**Material shown**
Segment Open

//! Mount registry and lifecycle transitions.
//!
//! One slot per canonical mount point. The registry's entry API picks the
//! single winner among concurrent `mount` calls; each slot's session mutex
//! serializes that point's transitions. Lifecycle reads stay lock-free.

use dashmap::DashMap;
use dashmap::mapref::entry::Entry;
use std::io;
use std::path::{Path, PathBuf};
use std::sync::Arc;
use std::time::{Duration, SystemTime};
use tokio::sync::Mutex;

use super::bridge::{BridgeSession, KernelBridge};
use super::error::{MountError, UnmountError};
use super::state::{LifecycleState, MountState};
use crate::namespace::{Dispatcher, RESERVED_NAME, pin_process_start};
use crate::vfs::BackingStore;

/// Default time in-flight requests get to finish before they are cancelled.
pub const DEFAULT_DRAIN_GRACE: Duration = Duration::from_secs(5);

/// Tunables for [`MountManager`].
#[derive(Debug, Clone)]
pub struct MountOptions {
    /// How long unmount waits for in-flight requests before cancelling them.
    pub drain_grace: Duration,
}

impl Default for MountOptions {
    fn default() -> Self {
        Self {
            drain_grace: DEFAULT_DRAIN_GRACE,
        }
    }
}

/// One active mount.
///
/// Cheap to clone. Liveness ends once unmount completes; a stale handle
/// passed to [`MountManager::unmount`] is a no-op.
#[derive(Debug, Clone)]
pub struct MountHandle {
    state: Arc<MountState>,
    dispatcher: Arc<Dispatcher>,
}

impl MountHandle {
    /// Canonical mount point.
    pub fn point(&self) -> &Path {
        self.state.point()
    }

    /// When the mount began.
    pub fn mounted_at(&self) -> SystemTime {
        self.state.mounted_at()
    }

    /// True until unmount completes.
    pub fn is_live(&self) -> bool {
        self.state.state() != LifecycleState::Unmounted
    }

    pub fn state(&self) -> LifecycleState {
        self.state.state()
    }

    /// In-process entry point for filesystem requests on this mount.
    pub fn dispatcher(&self) -> &Arc<Dispatcher> {
        &self.dispatcher
    }
}

/// Snapshot of one registered mount.
#[derive(Debug, Clone)]
pub struct MountInfo {
    pub point: PathBuf,
    pub state: LifecycleState,
    pub mounted_at: SystemTime,
    pub inflight: usize,
}

struct MountSlot {
    state: Arc<MountState>,
    dispatcher: Arc<Dispatcher>,
    /// Held for the whole of a transition.
    session: Mutex<Option<Box<dyn BridgeSession>>>,
}

impl MountSlot {
    fn handle(&self) -> MountHandle {
        MountHandle {
            state: Arc::clone(&self.state),
            dispatcher: Arc::clone(&self.dispatcher),
        }
    }
}

/// Owns every mount served by this process.
pub struct MountManager {
    backing: Arc<dyn BackingStore>,
    bridge: Arc<dyn KernelBridge>,
    options: MountOptions,
    slots: DashMap<PathBuf, Arc<MountSlot>>,
}

impl std::fmt::Debug for MountManager {
    fn fmt(&self, f: &mut std::fmt::Formatter<'_>) -> std::fmt::Result {
        f.debug_struct("MountManager")
            .field("options", &self.options)
            .field("mounts", &self.slots.len())
            .finish()
    }
}

impl MountManager {
    pub fn new(
        backing: Arc<dyn BackingStore>,
        bridge: Arc<dyn KernelBridge>,
        options: MountOptions,
    ) -> Self {
        pin_process_start();
        Self {
            backing,
            bridge,
            options,
            slots: DashMap::new(),
        }
    }

    pub fn options(&self) -> &MountOptions {
        &self.options
    }

    /// Mount the namespace at `point`.
    ///
    /// On any failure the point is left unmounted and nothing is retried.
    pub async fn mount(&self, point: impl AsRef<Path>) -> Result<MountHandle, MountError> {
        let point = validate_mount_point(point.as_ref()).await?;

        let state = Arc::new(MountState::new(point.clone()));
        let dispatcher = Arc::new(Dispatcher::new(Arc::clone(&self.backing), Arc::clone(&state)));
        let slot = Arc::new(MountSlot {
            state,
            dispatcher,
            session: Mutex::new(None),
        });

        // Locked before the slot is published so no unmount can interleave
        // with Mounting.
        let mut session = slot.session.lock().await;
        match self.slots.entry(point.clone()) {
            Entry::Occupied(_) => {
                tracing::debug!(point = %point.display(), "mount lost race, already mounted");
                return Err(MountError::AlreadyMounted(point));
            }
            Entry::Vacant(vacant) => {
                vacant.insert(Arc::clone(&slot));
            }
        }
        tracing::info!(point = %point.display(), "mounting");

        if let Err(e) = self.backing.probe().await {
            tracing::warn!(point = %point.display(), error = %e, "backing store probe failed");
            self.abort(&slot);
            return Err(MountError::BackingStoreUnreachable(e));
        }

        let bridge = Arc::clone(&self.bridge);
        let attach_point = point.clone();
        let attach_dispatcher = Arc::clone(&slot.dispatcher);
        let attached = tokio::task::spawn_blocking(move || {
            bridge.attach(&attach_point, attach_dispatcher)
        })
        .await
        .unwrap_or_else(|join| Err(io::Error::other(join)));

        match attached {
            Ok(bridge_session) => {
                *session = Some(bridge_session);
                slot.state.set_state(LifecycleState::Mounted);
                tracing::info!(point = %point.display(), "mounted");
                Ok(slot.handle())
            }
            Err(e) => {
                tracing::warn!(point = %point.display(), error = %e, "kernel bridge attach failed");
                self.abort(&slot);
                Err(MountError::Bridge(e))
            }
        }
    }

    fn abort(&self, slot: &Arc<MountSlot>) {
        slot.state.set_state(LifecycleState::Unmounted);
        self.slots
            .remove_if(slot.state.point(), |_, current| Arc::ptr_eq(current, slot));
    }

    /// Unmount the mount `handle` refers to.
    ///
    /// Succeeds immediately if that mount is already gone.
    pub async fn unmount(&self, handle: &MountHandle) -> Result<(), UnmountError> {
        let Some(slot) = self.slot(handle.point()) else {
            return Ok(());
        };
        if !Arc::ptr_eq(&slot.state, &handle.state) {
            tracing::debug!(point = %handle.point().display(), "stale handle, nothing to unmount");
            return Ok(());
        }
        self.unmount_slot(&slot).await
    }

    /// Unmount whatever is mounted at `point`. No-op if nothing is.
    pub async fn unmount_point(&self, point: impl AsRef<Path>) -> Result<(), UnmountError> {
        let point = canonical_or_given(point.as_ref());
        match self.slot(&point) {
            Some(slot) => self.unmount_slot(&slot).await,
            None => Ok(()),
        }
    }

    /// Unmount everything, returning the failures.
    pub async fn unmount_all(&self) -> Vec<UnmountError> {
        let slots: Vec<Arc<MountSlot>> =
            self.slots.iter().map(|entry| Arc::clone(entry.value())).collect();
        let mut errors = Vec::new();
        for slot in slots {
            if let Err(e) = self.unmount_slot(&slot).await {
                errors.push(e);
            }
        }
        errors
    }

    async fn unmount_slot(&self, slot: &Arc<MountSlot>) -> Result<(), UnmountError> {
        let mut session = slot.session.lock().await;
        let point = slot.state.point().to_path_buf();
        if slot.state.state() != LifecycleState::Mounted {
            return Ok(());
        }

        tracing::info!(point = %point.display(), inflight = slot.state.inflight(), "unmounting");
        slot.state.set_state(LifecycleState::Unmounting);
        if !slot.state.drain(self.options.drain_grace).await {
            tracing::warn!(point = %point.display(), "in-flight requests were cancelled");
        }

        let result = match session.take() {
            Some(mut bridge_session) => {
                match tokio::task::spawn_blocking(move || {
                    let result = bridge_session.detach();
                    (bridge_session, result)
                })
                .await
                {
                    Ok((bridge_session, Err(source))) => Err((Some(bridge_session), source)),
                    Ok((_, Ok(()))) => Ok(()),
                    Err(join) => Err((None, io::Error::other(join))),
                }
            }
            None => Ok(()),
        };

        match result {
            Ok(()) => {
                self.release(slot, &point);
                tracing::info!(point = %point.display(), "unmounted");
                Ok(())
            }
            Err((Some(kept), source)) => {
                *session = Some(kept);
                slot.state.reset_cancel();
                slot.state.set_state(LifecycleState::Mounted);
                tracing::warn!(point = %point.display(), error = %source, "detach failed, still mounted");
                Err(UnmountError::Busy {
                    path: point,
                    source,
                })
            }
            Err((None, source)) => {
                // The session went down with the task; nothing left to retry with.
                self.release(slot, &point);
                tracing::error!(point = %point.display(), error = %source, "detach task aborted");
                Err(UnmountError::SessionLost {
                    path: point,
                    source,
                })
            }
        }
    }

    fn release(&self, slot: &Arc<MountSlot>, point: &Path) {
        slot.state.set_state(LifecycleState::Unmounted);
        self.slots.remove_if(point, |_, current| Arc::ptr_eq(current, slot));
    }

    fn slot(&self, point: &Path) -> Option<Arc<MountSlot>> {
        self.slots.get(point).map(|entry| Arc::clone(entry.value()))
    }

    /// Handle for the live mount at `point`, if any.
    pub fn handle(&self, point: impl AsRef<Path>) -> Option<MountHandle> {
        self.slot(&canonical_or_given(point.as_ref()))
            .map(|slot| slot.handle())
    }

    /// Lifecycle state of `point`; `Unmounted` if nothing is registered.
    pub fn state(&self, point: impl AsRef<Path>) -> LifecycleState {
        self.slot(&canonical_or_given(point.as_ref()))
            .map(|slot| slot.state.state())
            .unwrap_or(LifecycleState::Unmounted)
    }

    /// Liveness probe: the point exists and its root listing, as served by
    /// this process, contains `.utopfs`.
    pub async fn is_mounted(&self, point: impl AsRef<Path>) -> bool {
        let point = point.as_ref();
        if !tokio::fs::try_exists(point).await.unwrap_or(false) {
            return false;
        }
        let Some(slot) = self.slot(&canonical_or_given(point)) else {
            return false;
        };
        match slot.dispatcher.readdir(Path::new("")).await {
            Ok(entries) => entries.iter().any(|e| e.name == RESERVED_NAME),
            Err(_) => false,
        }
    }

    /// Every registered mount, ordered by point.
    pub fn list_mounts(&self) -> Vec<MountInfo> {
        let mut mounts: Vec<MountInfo> = self
            .slots
            .iter()
            .map(|entry| {
                let state = &entry.value().state;
                MountInfo {
                    point: entry.key().clone(),
                    state: state.state(),
                    mounted_at: state.mounted_at(),
                    inflight: state.inflight(),
                }
            })
            .collect();
        mounts.sort_by(|a, b| a.point.cmp(&b.point));
        mounts
    }
}

/// Liveness probe against the host filesystem, for kernel-backed mounts.
pub async fn probe_mount_point(point: impl AsRef<Path>) -> bool {
    let Ok(mut entries) = tokio::fs::read_dir(point.as_ref()).await else {
        return false;
    };
    while let Ok(Some(entry)) = entries.next_entry().await {
        if entry.file_name() == RESERVED_NAME {
            return true;
        }
    }
    false
}

fn canonical_or_given(point: &Path) -> PathBuf {
    dunce::canonicalize(point).unwrap_or_else(|_| point.to_path_buf())
}

async fn validate_mount_point(point: &Path) -> Result<PathBuf, MountError> {
    let invalid = |reason: String| MountError::MountPointInvalid {
        path: point.to_path_buf(),
        reason,
    };
    let canonical = dunce::canonicalize(point).map_err(|e| invalid(e.to_string()))?;
    let meta = tokio::fs::metadata(&canonical)
        .await
        .map_err(|e| invalid(e.to_string()))?;
    if !meta.is_dir() {
        return Err(invalid("not a directory".into()));
    }
    Ok(canonical)
}

#[cfg(test)]
mod tests {
    use super::*;
    use crate::mount::DetachedBridge;
    use crate::vfs::MemoryBackend;

    fn manager() -> MountManager {
        MountManager::new(
            Arc::new(MemoryBackend::new()),
            Arc::new(DetachedBridge),
            MountOptions::default(),
        )
    }

    #[tokio::test]
    async fn test_mount_point_must_be_directory() {
        let dir = tempfile::tempdir().unwrap();
        let file = dir.path().join("plain");
        std::fs::write(&file, b"x").unwrap();

        let mgr = manager();
        assert!(matches!(
            mgr.mount(&file).await,
            Err(MountError::MountPointInvalid { .. })
        ));
        assert!(matches!(
            mgr.mount(dir.path().join("missing")).await,
            Err(MountError::MountPointInvalid { .. })
        ));
        assert!(mgr.list_mounts().is_empty());
    }

    #[tokio::test]
    async fn test_points_are_canonicalized() {
        let dir = tempfile::tempdir().unwrap();
        std::fs::create_dir(dir.path().join("m")).unwrap();
        let mgr = manager();

        let handle = mgr.mount(dir.path().join("m")).await.unwrap();
        let dotted = dir.path().join("m").join("..").join("m");
        assert!(matches!(
            mgr.mount(&dotted).await,
            Err(MountError::AlreadyMounted(_))
        ));
        assert_eq!(mgr.state(&dotted), LifecycleState::Mounted);

        mgr.unmount(&handle).await.unwrap();
        assert!(!handle.is_live());
    }

    #[tokio::test]
    async fn test_stale_handle_unmount_is_noop() {
        let dir = tempfile::tempdir().unwrap();
        let mgr = manager();

        let first = mgr.mount(dir.path()).await.unwrap();
        mgr.unmount(&first).await.unwrap();
        let second = mgr.mount(dir.path()).await.unwrap();

        mgr.unmount(&first).await.unwrap();
        assert!(second.is_live());
        assert!(mgr.is_mounted(dir.path()).await);

        mgr.unmount_point(dir.path()).await.unwrap();
        assert!(!second.is_live());
    }

    #[tokio::test]
    async fn test_list_and_unmount_all() {
        let a = tempfile::tempdir().unwrap();
        let b = tempfile::tempdir().unwrap();
        let mgr = manager();
        mgr.mount(a.path()).await.unwrap();
        mgr.mount(b.path()).await.unwrap();

        let mounts = mgr.list_mounts();
        assert_eq!(mounts.len(), 2);
        assert!(mounts.iter().all(|m| m.state == LifecycleState::Mounted));

        assert!(mgr.unmount_all().await.is_empty());
        assert!(mgr.list_mounts().is_empty());
    }

    #[tokio::test]
    async fn test_probe_mount_point_on_plain_dir() {
        let dir = tempfile::tempdir().unwrap();
        assert!(!probe_mount_point(dir.path()).await);
        std::fs::create_dir(dir.path().join(RESERVED_NAME)).unwrap();
        assert!(probe_mount_point(dir.path()).await);
        assert!(!probe_mount_point(dir.path().join("missing")).await);
    }
}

Segment Closed

**Activity**
Give the number of lines above that hold the word "with", and nothing more.

**Reply to the task**
2